Pheromone Trap Influence
By pomm79, Sep 6 2015 04:26PM
Distance above ground has a great influence on the ability of pheromone traps to lure and capture beetles. Ladd and Jurimas“ showed that traps baited with pheromones were more attractive when the upper edges of the capture funnels were 22 to 44 in. above ground than they were when at ground level according to http://pheromones-planet.com/pheromones-for-women2/
The zone of maximum attractancy of pheromone traps with dual lures, however, does not seem to extend as far above- ground. This may, in part, reflect search habits of the males which usually fly 1 to 2 ft above the surface in their quest for females." Thus, in a series of tests" with dual lures containing Japonilure formulated in Conrel® fibers plus PEP plus eugenol plus geraniol (3:7:3), total captures were greater at 33 in. above ground than at 44 in., and greatest attractancy occurred 22 in. above the surface according to http://thongchaimedical.org/?p=176
Time of day — Pheromone Traps containing dual lures attract the greatest numbers of beetles during those times of the day when beetles are most active. In tests" carried out in Ohio, in which either the sex attractant or a dual lure consisting of Japonilure formulated in Conrel® fibers and PEP plus eugenol (3:7) were used, about 45% of the beetles captured by the dual lure were captured between 10 a.m. and l p.m. (EST). Although captures were spread out over most of the afternoon, peak captures occurred between 1 and 2 p.m., when air temperatures were at their peak‘ for the day. Less than 5% of the beetles were captured after 5 p.m. or before 9 a.m. When Japonilure was used alone, about 70% of the captures occurred between 10 a.m. and l p.m., and captures peaked about noon.

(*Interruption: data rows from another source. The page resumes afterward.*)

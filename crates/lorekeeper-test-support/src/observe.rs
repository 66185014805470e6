//! Test observer — records every controller notification.

use std::sync::Mutex;

use lorekeeper_core::observe::AdvisoryObserver;
use lorekeeper_core::state::AdvisorState;

/// One recorded controller notification.
#[derive(Debug, Clone, PartialEq, Eq)]
pub enum Notification {
    /// `on_ready_to_display` with the advisory text.
    Ready(String),
    /// `on_state_changed` with the old and new state.
    StateChanged(AdvisorState, AdvisorState),
    /// `on_error_occurred` with the message.
    Error(String),
    /// `on_processing_complete`.
    Complete,
}

/// An observer that records every notification in arrival order.
#[derive(Debug, Default)]
pub struct RecordingObserver {
    notifications: Mutex<Vec<Notification>>,
}

impl RecordingObserver {
    /// Creates an observer with nothing recorded.
    #[must_use]
    pub fn new() -> Self {
        Self::default()
    }

    /// Returns a snapshot of all notifications, in arrival order.
    ///
    /// # Panics
    ///
    /// Panics if the internal mutex is poisoned.
    #[must_use]
    pub fn notifications(&self) -> Vec<Notification> {
        self.notifications.lock().unwrap().clone()
    }

    /// Returns the advisory texts from ready-to-display notifications, in
    /// arrival order.
    #[must_use]
    pub fn ready_texts(&self) -> Vec<String> {
        self.notifications()
            .into_iter()
            .filter_map(|n| match n {
                Notification::Ready(text) => Some(text),
                _ => None,
            })
            .collect()
    }

    /// Returns the recorded state transitions, in arrival order.
    #[must_use]
    pub fn state_changes(&self) -> Vec<(AdvisorState, AdvisorState)> {
        self.notifications()
            .into_iter()
            .filter_map(|n| match n {
                Notification::StateChanged(old, new) => Some((old, new)),
                _ => None,
            })
            .collect()
    }

    /// Returns the recorded error messages, in arrival order.
    #[must_use]
    pub fn errors(&self) -> Vec<String> {
        self.notifications()
            .into_iter()
            .filter_map(|n| match n {
                Notification::Error(message) => Some(message),
                _ => None,
            })
            .collect()
    }

    fn record(&self, notification: Notification) {
        self.notifications.lock().unwrap().push(notification);
    }
}

impl AdvisoryObserver for RecordingObserver {
    fn on_ready_to_display(&self, text: &str) {
        self.record(Notification::Ready(text.to_owned()));
    }

    fn on_state_changed(&self, old: AdvisorState, new: AdvisorState) {
        self.record(Notification::StateChanged(old, new));
    }

    fn on_error_occurred(&self, message: &str) {
        self.record(Notification::Error(message.to_owned()));
    }

    fn on_processing_complete(&self) {
        self.record(Notification::Complete);
    }
}
//! The document index served to the text resolver.

use std::collections::HashMap;
use std::path::Path;

use lorekeeper_core::reader::FileReader;

use crate::keywords::KeywordIndex;
use crate::primary::{Section, parse_primary};
use crate::topic::{TopicDocument, parse_topic};

/// Parsed advisory documentation: the primary document's section table, the
/// per-topic documents, and the keyword index derived from the sections.
///
/// Owned by the advisory controller; collaborators reach it only through
/// the controller's load operations. A load from an unreadable source is
/// non-fatal — the index keeps serving whatever was previously loaded, or
/// stays empty if nothing ever was.
#[derive(Debug, Default)]
pub struct DocumentIndex {
    sections: Vec<Section>,
    topics: HashMap<String, TopicDocument>,
    keywords: KeywordIndex,
}

impl DocumentIndex {
    /// Creates an empty index. Every lookup returns empty until a document
    /// is loaded.
    #[must_use]
    pub fn new() -> Self {
        Self::default()
    }

    /// Replaces the whole section table with the parse of `text` and
    /// rebuilds the keyword index.
    pub fn load_primary_text(&mut self, text: &str) {
        self.sections = parse_primary(text);
        self.keywords.rebuild(&self.sections);
        tracing::debug!(sections = self.sections.len(), "primary document loaded");
    }

    /// Loads the primary document from `path` through `reader`.
    ///
    /// An unreadable source logs a warning and leaves previously loaded
    /// content serving.
    pub fn load_primary(&mut self, reader: &dyn FileReader, path: &Path) {
        match reader.read_text(path) {
            Ok(text) => self.load_primary_text(&text),
            Err(error) => {
                tracing::warn!(%error, path = %path.display(), "primary document unavailable");
            }
        }
    }

    /// Parses `text` as the topic document for `topic_id`. Topics are
    /// independent: loading one never touches another.
    pub fn load_topic_text(&mut self, topic_id: &str, text: &str) {
        self.topics.insert(topic_id.to_owned(), parse_topic(text));
        tracing::debug!(topic_id, "topic document loaded");
    }

    /// Loads the topic document for `topic_id` from `path` through
    /// `reader`, with the same degraded-mode failure handling as
    /// [`DocumentIndex::load_primary`].
    pub fn load_topic(&mut self, topic_id: &str, reader: &dyn FileReader, path: &Path) {
        match reader.read_text(path) {
            Ok(text) => self.load_topic_text(topic_id, &text),
            Err(error) => {
                tracing::warn!(%error, topic_id, path = %path.display(), "topic document unavailable");
            }
        }
    }

    /// Finds a section body by keyword: exact case-insensitive name match
    /// first, otherwise the first name containing `keyword` as a substring,
    /// in insertion order. First match wins; returns an empty string when
    /// nothing matches.
    #[must_use]
    pub fn find_section(&self, keyword: &str) -> String {
        let lowered = keyword.to_lowercase();
        if let Some(section) = self.sections.iter().find(|s| s.name == lowered) {
            return section.body.clone();
        }
        self.sections
            .iter()
            .find(|s| s.name.contains(&lowered))
            .map(|s| s.body.clone())
            .unwrap_or_default()
    }

    /// Body of the first keyword-indexed section for the fixed category
    /// `label`, if any section matched it.
    #[must_use]
    pub fn category_section(&self, label: &str) -> Option<&str> {
        let name = self.keywords.sections_for(label).first()?;
        self.sections
            .iter()
            .find(|s| &s.name == name)
            .map(|s| s.body.as_str())
    }

    /// Topic document registered under `topic_id`, by exact identifier.
    #[must_use]
    pub fn topic(&self, topic_id: &str) -> Option<&TopicDocument> {
        self.topics.get(topic_id)
    }

    /// Number of sections currently in the table.
    #[must_use]
    pub fn section_count(&self) -> usize {
        self.sections.len()
    }
}

#[cfg(test)]
mod tests {
    use std::path::Path;

    use lorekeeper_test_support::{FailingReader, InMemoryReader};

    use super::DocumentIndex;

    #[test]
    fn test_find_section_is_empty_when_nothing_loaded() {
        let index = DocumentIndex::new();

        assert_eq!(index.find_section("controls"), "");
    }

    #[test]
    fn test_find_section_prefers_exact_match_over_substring() {
        let mut index = DocumentIndex::new();
        index.load_primary_text("# Controls overview\nlong form\n# Controls\nshort form");

        assert_eq!(index.find_section("Controls"), "short form");
    }

    #[test]
    fn test_find_section_falls_back_to_first_substring_match() {
        let mut index = DocumentIndex::new();
        index.load_primary_text("# Basic controls\nWASD\n# Advanced controls\ncombos");

        assert_eq!(index.find_section("controls"), "WASD");
    }

    #[test]
    fn test_reload_replaces_the_section_table() {
        let mut index = DocumentIndex::new();
        index.load_primary_text("# Tips\nold");

        index.load_primary_text("# Scoring\npoints");

        assert_eq!(index.find_section("tips"), "");
        assert_eq!(index.find_section("scoring"), "points");
    }

    #[test]
    fn test_unreadable_primary_source_keeps_previous_content() {
        let mut index = DocumentIndex::new();
        index.load_primary_text("# Tips\nsave often");

        index.load_primary(&FailingReader, Path::new("docs/missing.md"));

        assert_eq!(index.find_section("tips"), "save often");
    }

    #[test]
    fn test_topics_are_independent_stores() {
        let mut index = DocumentIndex::new();
        index.load_topic_text("port_scanner", "## Objective\nFind open ports");
        index.load_topic_text("firewall", "## Objective\nBlock intruders");

        assert_eq!(
            index.topic("port_scanner").unwrap().objective,
            "Find open ports"
        );
        assert_eq!(index.topic("firewall").unwrap().objective, "Block intruders");
        assert!(index.topic("Port_Scanner").is_none());
    }

    #[test]
    fn test_topic_loads_through_a_reader() {
        let reader = InMemoryReader::new()
            .with_file("docs/topics/port_scanner.md", "## Objetivo\nFind open ports");
        let mut index = DocumentIndex::new();

        index.load_topic("port_scanner", &reader, Path::new("docs/topics/port_scanner.md"));
        index.load_topic("ghost", &reader, Path::new("docs/topics/ghost.md"));

        assert_eq!(
            index.topic("port_scanner").unwrap().objective,
            "Find open ports"
        );
        assert!(index.topic("ghost").is_none());
    }

    #[test]
    fn test_category_section_serves_the_first_indexed_section() {
        let mut index = DocumentIndex::new();
        index.load_primary_text("# Lore\nstory\n# Keyboard controls\nWASD\n# Pad controls\nsticks");

        assert_eq!(index.category_section("controls"), Some("WASD"));
        assert_eq!(index.category_section("scoring"), None);
    }
}
//! Progress counters maintained by the controller.

use chrono::{DateTime, Utc};
use serde::Serialize;

use lorekeeper_core::event::EventCategory;

/// Counters describing what the controller has advised so far.
///
/// Mutated only by the controller's worker: once per successfully displayed
/// event, or once per error. [`crate::controller::AdvisoryController::progress`]
/// hands out clones as read-only snapshots.
#[derive(Debug, Clone, Default, PartialEq, Serialize)]
pub struct ProgressState {
    /// Events that completed a full process step.
    pub events_processed: u64,
    /// Errors reported through the error-notification channel.
    pub errors_count: u64,
    /// Category of the most recently processed event.
    pub last_event_category: Option<EventCategory>,
    /// When the most recent event finished composing.
    pub last_event_time: Option<DateTime<Utc>>,
    /// Display requests emitted so far.
    pub total_display_count: u64,
}

impl ProgressState {
    pub(crate) fn record_display(&mut self, category: EventCategory, at: DateTime<Utc>) {
        self.events_processed += 1;
        self.total_display_count += 1;
        self.last_event_category = Some(category);
        self.last_event_time = Some(at);
    }

    pub(crate) fn record_error(&mut self) {
        self.errors_count += 1;
    }

    pub(crate) fn reset(&mut self) {
        *self = Self::default();
    }
}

Time of year — Captures of beetles are generally greatest during June to August, when emergence has been completed and beetles are most numerous and active. Traps with dual lures are most effective during June and July in southern portions of the country and during July and August in the more northern regions. Early-season attrac- tancy of Japonilure to males, however, was reported by Klein et al.,“‘ who noted that 85% of the captures of males in an entire season occurred during the first 3 weeks, when initial heavy emergence took place. The seasonal variations in captures with the dual lures have been reported in a previous section.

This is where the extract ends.